Vyacheslav Rudolfovich Menzhinsky (, ; 19 August 1874 – 10 May 1934) was a Polish-Russian Bolshevik revolutionary, Soviet statesman and Communist Party official who served as chairman of the OGPU from 1926 to 1934. He was master of more than 10 languages (including Korean, Chinese, Turkish, and Persian, the last one learned especially in order to read works by Omar Khayyám).

Early life
Vyacheslav Menzhinsky, a member of the Polish nobility, was born into an Orthodox Christian Polish-Russian family of teachers. His father was a Russified Pole and a history lecturer. His mother was a woman of letters who sympathised with the revolutionaries. His brother was a tsarist official, working for the Ministry of Finance. He graduated from the Faculty of Law at Saint Petersburg University in 1898, and practised law in Yaroslavl, while dabbling literature. He had a novel published in 1905. In February 1905, his young daughter died of a cerebral haemorrhage. The trauma ended his ten year marriage, and he left Yaroslavl to join his unmarried sisters, Vera and Ludmila, who shared an apartment that was a popular meeting place for revolutionaries.

Political activism
Menzhinsky had joined the Russian Social Democratic Labour Party (RSDLP) in 1902. During the 1905 revolution, Vera Menzhinsky worked alongside Nadezhda Krupskaya, Vladimir Lenin's wife, who was secretary of the Bolshevik faction of the RSDLP, while her brother joined the Bolshevik military organisation, until he was caught in a police raid in July 1906. He was released after two weeks in prison, after going on hunger strike, and emigrated. He lived in Belgium, Switzerland, France, United States, working in foreign branches of the RSDLP.  When the Bolshevik faction split over the issue of whether to put up candidates for election to the Duma. Menzhinsky joined the "boycottists", led by Lenin's rival, Alexander Bogdanov, and joined the editorial board of their journal  Vpered, but when the Vpered faction split, Menzhinsky aligned himself with the self-proclaimed "Orthodox Marxists", Grigory Aleksinsky and Mikhail Pokrovsky, rejecting the concept of proletarian culture developed by Alexander Bogdanov and Anatoly Lunacharsky. Writing in the Russian emigre journal, Our Echo in July 1910, Menzhinsky wrote:

Personality 
Trotsky who knew Menzhinsky from when they were exiles, in 1920, left a scathing portrait of him: "The impression he made on me could best be described by saying that he made none at all. He seemed like a poor sketch for an unfinished portrait. Only now and then would an ingratiating smile or secret play of the eyes betray his eagerness from insignificance ... No-one took any notice of Menzhinsky, so quietly toiling away over his papers."

Later life
After the February Revolution of 1917, Menzhinsky returned to Russia in the summer of that year and joined the Mezhraiontsy, an independent faction whose leading figure was Leon Trotsky who merged with the Bolsheviks in August 1917. A few days after the Bolshevik Revolution, he was appointed People's Commissar for Finance. His first act in this post was to drag a large sofa into his office, tacked a notice on it saying 'Commissariat of Finance', and lay down on it. Lenin came in and found him asleep. When officials at the Russian State Bank refused to recognise the new regime, Menzhinsky had the director and others arrested. According to G. von Schantz, Menzhinsky "personally conducted the wrecking of the Russian banks, a maneuver that deprived all opponents of Bolshevism of their financial means of warfare."

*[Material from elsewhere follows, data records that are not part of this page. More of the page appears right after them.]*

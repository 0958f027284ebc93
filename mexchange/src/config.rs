//! Exchange selection.
//!
//! The application describes the exchange it wants as JSON and
//! [`ExchangeConfig::build`] assembles it:
//!
//! ```json
//! { "type": "hashed", "local_bypass": true,
//!   "shards": [ { "type": "wire", "host": "10.0.0.5", "port": 7400 },
//!               { "type": "wire", "host": "10.0.0.6", "port": 7400 } ] }
//! ```

use std::{path::Path, sync::Arc, time::Duration};

use rand::Rng;
use serde::{Deserialize, Serialize};
use thiserror::Error;

use crate::{
    error::FatalHook,
    exchange::{
        bypass::LocalBypassExchange, hashed::HashedExchange, local::LocalExchange,
        wire::WireExchange, SharedExchange,
    },
};

#[derive(Debug, Error)]
pub enum ConfigError {
    #[error("failed to read config {path}: {source}")]
    Read {
        path: String,
        source: std::io::Error,
    },

    #[error("invalid exchange config: {0}")]
    Json(#[from] serde_json::Error),

    #[error("hashed exchange needs at least one shard")]
    NoShards,
}

#[derive(Debug, Clone, PartialEq, Serialize, Deserialize)]
pub struct ExchangeConfig {
    #[serde(flatten)]
    pub backend: Backend,

    /// Wrap the backend in a [`LocalBypassExchange`].
    #[serde(default)]
    pub local_bypass: bool,
}

#[derive(Debug, Clone, PartialEq, Serialize, Deserialize)]
#[serde(tag = "type", rename_all = "snake_case")]
pub enum Backend {
    Local,
    Hashed { shards: Vec<Backend> },
    Wire(WireConfig),
}

#[derive(Debug, Clone, PartialEq, Serialize, Deserialize)]
pub struct WireConfig {
    pub host: String,
    pub port: u16,
    #[serde(default)]
    pub retry: RetryPolicy,
}

impl WireConfig {
    pub fn new(host: impl Into<String>, port: u16) -> Self {
        Self {
            host: host.into(),
            port,
            retry: RetryPolicy::default(),
        }
    }

    pub fn addr(&self) -> String {
        format!("{}:{}", self.host, self.port)
    }
}

/// Connection retry schedule for the wire client.
///
/// The delay after failed attempt `n` (1-based) is
/// `min(initial + step * (n - 1), max)` plus up to `jitter` of random slack.
#[derive(Debug, Clone, PartialEq, Serialize, Deserialize)]
#[serde(default)]
pub struct RetryPolicy {
    pub max_attempts: u32,
    pub initial_delay_ms: u64,
    pub delay_step_ms: u64,
    pub max_delay_ms: u64,
    pub jitter_ms: u64,
    pub connect_timeout_ms: u64,
}

impl Default for RetryPolicy {
    fn default() -> Self {
        Self {
            max_attempts: 10,
            initial_delay_ms: 100,
            delay_step_ms: 250,
            max_delay_ms: 2_000,
            jitter_ms: 100,
            connect_timeout_ms: 1_000,
        }
    }
}

impl RetryPolicy {
    pub fn connect_timeout(&self) -> Duration {
        Duration::from_millis(self.connect_timeout_ms)
    }

    /// Backoff before the attempt that follows failed attempt `attempt`.
    pub fn delay_after(&self, attempt: u32) -> Duration {
        let steps = u64::from(attempt.saturating_sub(1));
        let base = self
            .initial_delay_ms
            .saturating_add(self.delay_step_ms.saturating_mul(steps))
            .min(self.max_delay_ms);
        let jitter = if self.jitter_ms == 0 {
            0
        } else {
            rand::thread_rng().gen_range(0..=self.jitter_ms)
        };
        Duration::from_millis(base + jitter)
    }
}

impl ExchangeConfig {
    pub fn local() -> Self {
        Self {
            backend: Backend::Local,
            local_bypass: false,
        }
    }

    pub fn wire(host: impl Into<String>, port: u16) -> Self {
        Self {
            backend: Backend::Wire(WireConfig::new(host, port)),
            local_bypass: false,
        }
    }

    pub fn from_json(text: &str) -> Result<Self, ConfigError> {
        Ok(serde_json::from_str(text)?)
    }

    pub fn from_file(path: impl AsRef<Path>) -> Result<Self, ConfigError> {
        let path = path.as_ref();
        let text = std::fs::read_to_string(path).map_err(|source| ConfigError::Read {
            path: path.display().to_string(),
            source,
        })?;
        Self::from_json(&text)
    }

    /// Builds the exchange with the process-terminating fatal hook.
    ///
    /// Wire backends spawn their driver task, so this must run inside a
    /// Tokio runtime.
    pub fn build(&self) -> Result<SharedExchange, ConfigError> {
        self.build_with_fatal_hook(FatalHook::default())
    }

    pub fn build_with_fatal_hook(&self, fatal: FatalHook) -> Result<SharedExchange, ConfigError> {
        let exchange = self.backend.build(&fatal)?;
        if self.local_bypass {
            Ok(Arc::new(LocalBypassExchange::new(exchange)))
        } else {
            Ok(exchange)
        }
    }
}

impl Backend {
    fn build(&self, fatal: &FatalHook) -> Result<SharedExchange, ConfigError> {
        match self {
            Backend::Local => Ok(Arc::new(LocalExchange::new())),
            Backend::Hashed { shards } => {
                let shards = shards
                    .iter()
                    .map(|shard| shard.build(fatal))
                    .collect::<Result<Vec<_>, _>>()?;
                Ok(Arc::new(HashedExchange::new(shards)?))
            }
            Backend::Wire(wire) => Ok(Arc::new(WireExchange::connect(
                wire.clone(),
                fatal.clone(),
            ))),
        }
    }
}

#[cfg(test)]
mod tests {
    use super::*;

    #[test]
    fn parses_local_config() {
        let config = ExchangeConfig::from_json(r#"{ "type": "local" }"#).unwrap();
        assert_eq!(config, ExchangeConfig::local());
    }

    #[test]
    fn parses_wire_config_with_partial_retry_policy() {
        let config = ExchangeConfig::from_json(
            r#"{ "type": "wire", "host": "10.1.2.3", "port": 7400,
                 "local_bypass": true, "retry": { "max_attempts": 3 } }"#,
        )
        .unwrap();

        assert!(config.local_bypass);
        let Backend::Wire(wire) = config.backend else {
            panic!("expected wire backend");
        };
        assert_eq!(wire.addr(), "10.1.2.3:7400");
        assert_eq!(wire.retry.max_attempts, 3);
        assert_eq!(wire.retry.max_delay_ms, RetryPolicy::default().max_delay_ms);
    }

    #[test]
    fn parses_nested_hashed_config() {
        let config = ExchangeConfig::from_json(
            r#"{ "type": "hashed", "shards": [
                   { "type": "local" },
                   { "type": "wire", "host": "h", "port": 1 } ] }"#,
        )
        .unwrap();

        match config.backend {
            Backend::Hashed { shards } => {
                assert_eq!(shards.len(), 2);
                assert_eq!(shards[0], Backend::Local);
                assert!(matches!(&shards[1], Backend::Wire(wire) if wire.port == 1));
            }
            other => panic!("unexpected backend {other:?}"),
        }
    }

    #[test]
    fn rejects_unknown_backend_type() {
        assert!(matches!(
            ExchangeConfig::from_json(r#"{ "type": "carrier-pigeon" }"#),
            Err(ConfigError::Json(_))
        ));
    }

    #[test]
    fn empty_hashed_config_fails_to_build() {
        let config = ExchangeConfig {
            backend: Backend::Hashed { shards: Vec::new() },
            local_bypass: false,
        };
        assert!(matches!(config.build(), Err(ConfigError::NoShards)));
    }

    #[test]
    fn delays_grow_linearly_up_to_the_cap() {
        let policy = RetryPolicy {
            initial_delay_ms: 100,
            delay_step_ms: 400,
            max_delay_ms: 1_000,
            jitter_ms: 0,
            ..RetryPolicy::default()
        };
        assert_eq!(policy.delay_after(1), Duration::from_millis(100));
        assert_eq!(policy.delay_after(2), Duration::from_millis(500));
        assert_eq!(policy.delay_after(3), Duration::from_millis(900));
        assert_eq!(policy.delay_after(4), Duration::from_millis(1_000));
        assert_eq!(policy.delay_after(40), Duration::from_millis(1_000));
    }

    #[test]
    fn jitter_stays_within_bounds() {
        let policy = RetryPolicy {
            jitter_ms: 50,
            ..RetryPolicy::default()
        };
        for _ in 0..100 {
            let delay = policy.delay_after(1);
            assert!(delay >= Duration::from_millis(100));
            assert!(delay <= Duration::from_millis(150));
        }
    }
}
//! Binary message envelope.
//!
//! A packet lives in one of two modes. [`PacketWriter`] is the append-only
//! write mode backed by a growable [`BytesMut`]; [`PacketWriter::finish`]
//! freezes it into a read-mode [`Packet`], which pairs reference-counted
//! [`Bytes`] with a private cursor.
//!
//! Cloning a [`Packet`] is cheap: the bytes are shared, the cursor is not.
//! Because the shared bytes are immutable, one holder can never disturb what
//! another holder reads. Getting a mutable copy goes through
//! [`Packet::into_writer`], which copies.

use bytes::{Buf, BufMut, Bytes, BytesMut};
use serde::{de::DeserializeOwned, Serialize};
use thiserror::Error;

use crate::varint;

#[derive(Debug, Error)]
pub enum PacketError {
    #[error("packet exhausted: need {needed} bytes, {remaining} remaining")]
    UnexpectedEnd { needed: usize, remaining: usize },

    #[error("string is not valid UTF-8")]
    InvalidUtf8(#[from] std::string::FromUtf8Error),

    #[error("character {0:?} cannot be encoded as an ANSI string")]
    NonAnsiChar(char),

    #[error("invalid bool byte {0:#04x}")]
    InvalidBool(u8),

    #[error("JSON blob: {0}")]
    Json(#[from] serde_json::Error),
}

/// Write-mode packet.
#[derive(Debug, Default, Clone)]
pub struct PacketWriter {
    buf: BytesMut,
    no_local_bypass: bool,
}

impl PacketWriter {
    pub fn new() -> Self {
        Self::default()
    }

    pub fn with_capacity(capacity: usize) -> Self {
        Self {
            buf: BytesMut::with_capacity(capacity),
            no_local_bypass: false,
        }
    }

    pub fn len(&self) -> usize {
        self.buf.len()
    }

    pub fn is_empty(&self) -> bool {
        self.buf.is_empty()
    }

    pub fn write_u8(&mut self, value: u8) -> &mut Self {
        self.buf.put_u8(value);
        self
    }

    /// Writes an unsigned integer as a 1-9 byte varint.
    pub fn write_uint(&mut self, value: u64) -> &mut Self {
        varint::put_u64(&mut self.buf, value);
        self
    }

    /// Writes a signed integer, zigzag mapped, as a 1-9 byte varint.
    pub fn write_int(&mut self, value: i64) -> &mut Self {
        self.write_uint(varint::zigzag_encode(value))
    }

    pub fn write_float(&mut self, value: f64) -> &mut Self {
        self.buf.put_f64_le(value);
        self
    }

    pub fn write_bool(&mut self, value: bool) -> &mut Self {
        self.write_u8(u8::from(value))
    }

    /// Writes a varint byte length followed by UTF-8.
    pub fn write_string(&mut self, value: &str) -> &mut Self {
        self.write_buffer(value.as_bytes())
    }

    /// Writes one byte per character. Fails without writing anything if a
    /// character falls outside Latin-1.
    pub fn write_ansi_string(&mut self, value: &str) -> Result<&mut Self, PacketError> {
        let mut encoded = Vec::with_capacity(value.len());
        for ch in value.chars() {
            let code = u32::from(ch);
            if code > 0xFF {
                return Err(PacketError::NonAnsiChar(ch));
            }
            encoded.push(code as u8);
        }
        Ok(self.write_buffer(&encoded))
    }

    /// Writes a varint length followed by the raw bytes.
    pub fn write_buffer(&mut self, value: &[u8]) -> &mut Self {
        self.write_uint(value.len() as u64);
        self.buf.put_slice(value);
        self
    }

    /// Appends bytes with no length prefix.
    pub fn write_raw(&mut self, value: &[u8]) -> &mut Self {
        self.buf.put_slice(value);
        self
    }

    pub fn write_json<T: Serialize>(&mut self, value: &T) -> Result<&mut Self, PacketError> {
        let encoded = serde_json::to_string(value)?;
        Ok(self.write_string(&encoded))
    }

    /// Marks the packet so a local-bypass exchange always forwards it to the
    /// real transport.
    pub fn no_local_bypass(&mut self) -> &mut Self {
        self.no_local_bypass = true;
        self
    }

    pub fn finish(self) -> Packet {
        Packet {
            data: self.buf.freeze(),
            cursor: 0,
            no_local_bypass: self.no_local_bypass,
        }
    }
}

/// Read-mode packet.
#[derive(Debug, Clone)]
pub struct Packet {
    data: Bytes,
    cursor: usize,
    no_local_bypass: bool,
}

impl Packet {
    pub fn from_bytes(data: impl Into<Bytes>) -> Self {
        Self {
            data: data.into(),
            cursor: 0,
            no_local_bypass: false,
        }
    }

    /// Shorthand for a packet holding a single string.
    pub fn from_string(value: &str) -> Self {
        let mut writer = PacketWriter::with_capacity(value.len() + varint::MAX_LEN);
        writer.write_string(value);
        writer.finish()
    }

    /// Every byte of the packet, regardless of the cursor.
    pub fn as_bytes(&self) -> &Bytes {
        &self.data
    }

    pub fn len(&self) -> usize {
        self.data.len()
    }

    pub fn is_empty(&self) -> bool {
        self.data.is_empty()
    }

    pub fn position(&self) -> usize {
        self.cursor
    }

    pub fn remaining(&self) -> usize {
        self.data.len() - self.cursor
    }

    pub fn is_exhausted(&self) -> bool {
        self.remaining() == 0
    }

    pub fn no_local_bypass(&self) -> bool {
        self.no_local_bypass
    }

    /// Moves the cursor back to the first byte.
    pub fn rewind(&mut self) {
        self.cursor = 0;
    }

    /// Copies the whole packet into a fresh writer positioned at the end.
    pub fn into_writer(self) -> PacketWriter {
        PacketWriter {
            buf: BytesMut::from(&self.data[..]),
            no_local_bypass: self.no_local_bypass,
        }
    }

    pub fn read_u8(&mut self) -> Result<u8, PacketError> {
        let mut bytes = self.take(1)?;
        Ok(bytes.get_u8())
    }

    pub fn read_uint(&mut self) -> Result<u64, PacketError> {
        let rest = &self.data[self.cursor..];
        match varint::decode_u64(rest) {
            Some((value, used)) => {
                self.cursor += used;
                Ok(value)
            }
            None => Err(PacketError::UnexpectedEnd {
                needed: rest.first().map_or(1, |first| varint_width(*first)),
                remaining: rest.len(),
            }),
        }
    }

    pub fn read_int(&mut self) -> Result<i64, PacketError> {
        self.read_uint().map(varint::zigzag_decode)
    }

    pub fn read_float(&mut self) -> Result<f64, PacketError> {
        let mut bytes = self.take(8)?;
        Ok(bytes.get_f64_le())
    }

    pub fn read_bool(&mut self) -> Result<bool, PacketError> {
        match self.read_u8()? {
            0 => Ok(false),
            1 => Ok(true),
            other => Err(PacketError::InvalidBool(other)),
        }
    }

    pub fn read_string(&mut self) -> Result<String, PacketError> {
        let bytes = self.read_buffer()?;
        Ok(String::from_utf8(bytes.to_vec())?)
    }

    pub fn read_ansi_string(&mut self) -> Result<String, PacketError> {
        let bytes = self.read_buffer()?;
        Ok(bytes.iter().map(|byte| char::from(*byte)).collect())
    }

    /// Reads a length-prefixed span. The result shares the packet's buffer.
    pub fn read_buffer(&mut self) -> Result<Bytes, PacketError> {
        let start = self.cursor;
        let len = self.read_uint()?;
        let len = usize::try_from(len).unwrap_or(usize::MAX);
        match self.take(len) {
            Ok(bytes) => Ok(bytes),
            Err(err) => {
                self.cursor = start;
                Err(err)
            }
        }
    }

    /// Reads every unread byte.
    pub fn read_remaining(&mut self) -> Bytes {
        let bytes = self.data.slice(self.cursor..);
        self.cursor = self.data.len();
        bytes
    }

    pub fn read_json<T: DeserializeOwned>(&mut self) -> Result<T, PacketError> {
        let encoded = self.read_string()?;
        Ok(serde_json::from_str(&encoded)?)
    }

    fn take(&mut self, len: usize) -> Result<Bytes, PacketError> {
        let remaining = self.remaining();
        if len > remaining {
            return Err(PacketError::UnexpectedEnd {
                needed: len,
                remaining,
            });
        }
        let bytes = self.data.slice(self.cursor..self.cursor + len);
        self.cursor += len;
        Ok(bytes)
    }
}

impl PartialEq for Packet {
    /// Packets compare by content; cursors and flags are ignored.
    fn eq(&self, other: &Self) -> bool {
        self.data == other.data
    }
}

impl Eq for Packet {}

impl From<PacketWriter> for Packet {
    fn from(writer: PacketWriter) -> Self {
        writer.finish()
    }
}

fn varint_width(first: u8) -> usize {
    match first {
        0..=240 => 1,
        241..=248 => 2,
        249 => 3,
        _ => 1 + usize::from(first - 247),
    }
}

#[cfg(test)]
mod tests {
    use serde::Deserialize;

    use super::*;

    #[derive(Debug, PartialEq, Serialize, Deserialize)]
    struct Move {
        unit: String,
        x: i32,
        y: i32,
    }

    #[test]
    fn reads_values_back_in_write_order() {
        let mut writer = PacketWriter::new();
        writer
            .write_u8(7)
            .write_int(-42)
            .write_uint(1 << 40)
            .write_float(1.5)
            .write_bool(true)
            .write_string("héllo")
            .write_buffer(&[1, 2, 3]);
        writer.write_ansi_string("chan.1").expect("ansi id");
        writer
            .write_json(&Move {
                unit: "archer".into(),
                x: 3,
                y: -4,
            })
            .expect("json");

        let mut packet = writer.finish();
        assert_eq!(packet.read_u8().unwrap(), 7);
        assert_eq!(packet.read_int().unwrap(), -42);
        assert_eq!(packet.read_uint().unwrap(), 1 << 40);
        assert_eq!(packet.read_float().unwrap(), 1.5);
        assert!(packet.read_bool().unwrap());
        assert_eq!(packet.read_string().unwrap(), "héllo");
        assert_eq!(&packet.read_buffer().unwrap()[..], &[1, 2, 3]);
        assert_eq!(packet.read_ansi_string().unwrap(), "chan.1");
        assert_eq!(
            packet.read_json::<Move>().unwrap(),
            Move {
                unit: "archer".into(),
                x: 3,
                y: -4
            }
        );
        assert!(packet.is_exhausted());
    }

    #[test]
    fn reading_past_the_end_fails_without_moving() {
        let mut writer = PacketWriter::new();
        writer.write_uint(10).write_raw(b"abc");
        let mut packet = writer.finish();

        let err = packet.read_buffer().unwrap_err();
        assert!(matches!(
            err,
            PacketError::UnexpectedEnd {
                needed: 10,
                remaining: 3
            }
        ));
        assert_eq!(packet.position(), 0);
        assert!(packet.read_float().is_err());
    }

    #[test]
    fn ansi_strings_reject_wide_characters() {
        let mut writer = PacketWriter::new();
        let err = writer.write_ansi_string("snow☃").unwrap_err();
        assert!(matches!(err, PacketError::NonAnsiChar('☃')));
        assert!(writer.is_empty());

        writer.write_ansi_string("café").expect("latin-1 fits");
        let mut packet = writer.finish();
        assert_eq!(packet.len(), 5);
        assert_eq!(packet.read_ansi_string().unwrap(), "café");
    }

    #[test]
    fn clones_have_independent_cursors() {
        let packet = Packet::from_string("shared");
        let mut first = packet.clone();
        let mut second = packet.clone();

        assert_eq!(first.read_string().unwrap(), "shared");
        assert!(first.is_exhausted());
        assert_eq!(second.position(), 0);
        assert_eq!(second.read_string().unwrap(), "shared");
    }

    #[test]
    fn mutating_a_copy_leaves_other_holders_untouched() {
        let original = Packet::from_string("base");
        let mut other = original.clone();

        let mut writer = original.into_writer();
        writer.write_string("extra");
        let mut grown = writer.finish();

        assert_eq!(other.len(), 5);
        assert_eq!(other.read_string().unwrap(), "base");
        assert!(other.is_exhausted());
        assert_eq!(grown.read_string().unwrap(), "base");
        assert_eq!(grown.read_string().unwrap(), "extra");
    }

    #[test]
    fn rejects_bad_bool_bytes() {
        let mut packet = Packet::from_bytes(vec![2u8]);
        assert!(matches!(packet.read_bool(), Err(PacketError::InvalidBool(2))));
    }

    #[test]
    fn no_local_bypass_flag_survives_finish() {
        let mut writer = PacketWriter::new();
        writer.write_u8(1).no_local_bypass();
        let packet = writer.finish();
        assert!(packet.no_local_bypass());
        assert!(!Packet::from_string("x").no_local_bypass());
    }
}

In April 1918, Menzhinsky was appointed Soviet consul general in Berlin, but in November, he was expelled, along with the Ambassador Adolph Ioffe. Posted to Ukraine, he joined Cheka in 1919, and five years later became a deputy chairman of its successor, the OGPU. After Felix Dzerzhinsky's death in July 1926 Menzhinsky became the chairman of the OGPU. Menzhinsky played a great role in conducting the secret Trust and Sindikat-2 counterintelligence operations, in the course of which leaders of large anti-Soviet centers abroad, Boris Savinkov and Sidney Reilly, were lured to the Soviet Union and arrested.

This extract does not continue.